Critics had loved director Troisi's second feature more ("Sorry for the delay", 1983), Manon was always generous with the author, only to pay him great posthumous praise after the four nominations of "Il Postino" than in 1996 they earned the film an Oscar for the soundtrack by Luis Bacalov. But his filmography, often marked by the affective and artistic partnership with the screenwriter Anna Pavignano, deserves even today a reinterpretation from "The ways of the Lord are finished" (1987) to "I thought it was love ... and instead it was a buggy" ( 1991). Instead it was a colleague, Ettore Scola, who sensed the potential of an absolutely unique actor / author until he became the soul of his passionate "The journey of Captain Feacassa" (1990) in which he dressed the mask of Pulcinella and gave him the opportunity to talk on the set with a master like Marcello Mastroianni.

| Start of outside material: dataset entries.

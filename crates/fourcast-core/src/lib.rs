pub mod config;
pub mod error;

pub use config::{
    Config, LocationConfig, RefreshStrategy, StorageConfig, TemperatureUnit, ValidationResult,
    WeatherConfig,
};
pub use error::{
    AppError, DatabaseError, NetworkError, ReqwestErrorExt, WeatherError,
};

use anyhow::Result;

/// Initialize logging for the application
pub fn init() -> Result<()> {
    tracing_subscriber::fmt()
        .with_env_filter(
            tracing_subscriber::EnvFilter::try_from_default_env()
                .unwrap_or_else(|_| tracing_subscriber::EnvFilter::new("info")),
        )
        .try_init()
        .map_err(|e| anyhow::anyhow!("Failed to install tracing subscriber: {}", e))?;

    tracing::info!("Fourcast core initialized");
    Ok(())
}
//! Device location sources.
//!
//! The permission prompt is the caller's concern: a locator reports either a
//! position or `PermissionDenied`, and a denial is not retried.

use async_trait::async_trait;

use crate::types::{Coordinate, LocationError};

#[async_trait]
pub trait DeviceLocator: Send + Sync {
    async fn current_position(&self) -> Result<Coordinate, LocationError>;
}

/// Locator that always reports the same position
#[derive(Debug, Clone, Copy)]
pub struct FixedLocator {
    position: Coordinate,
}

impl FixedLocator {
    pub fn new(position: Coordinate) -> Self {
        Self { position }
    }
}

#[async_trait]
impl DeviceLocator for FixedLocator {
    async fn current_position(&self) -> Result<Coordinate, LocationError> {
        Ok(self.position)
    }
}

/// Locator for a user who declined the location permission
#[derive(Debug, Clone, Copy, Default)]
pub struct DeniedLocator;

#[async_trait]
impl DeviceLocator for DeniedLocator {
    async fn current_position(&self) -> Result<Coordinate, LocationError> {
        Err(LocationError::PermissionDenied)
    }
}

#[cfg(test)]
mod tests {
    #![allow(clippy::unwrap_used)]
    use super::*;

    #[tokio::test]
    async fn test_fixed_locator_reports_position() {
        let locator = FixedLocator::new(Coordinate::new(47.6, -122.3));
        assert_eq!(
            locator.current_position().await.unwrap(),
            Coordinate::new(47.6, -122.3)
        );
    }

    #[tokio::test]
    async fn test_denied_locator() {
        let result = DeniedLocator.current_position().await;
        assert!(matches!(result, Err(LocationError::PermissionDenied)));
    }
}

The result was a pair of absolutely unique films such as "What time is it?" and "Splendor" (in 1989) and for the first Massimo had the Volpi Cup at the Venice exhibition. There was no shortage of prizes on the Troisi bulletin board (from David to the Silver Ribbons) but the planetary success of "Il Postino" says how far the boy from San Giorgio a Cremano still had to go. Even today there is still the feeling of an unrepeatable and luminous talent that without Naples would not have existed but that in Naples has returned the stature of a true world capital. The Pulcinella without a mask today would have the right age to take the Oscar that fate has denied him. But up there (like down here) many love him the same.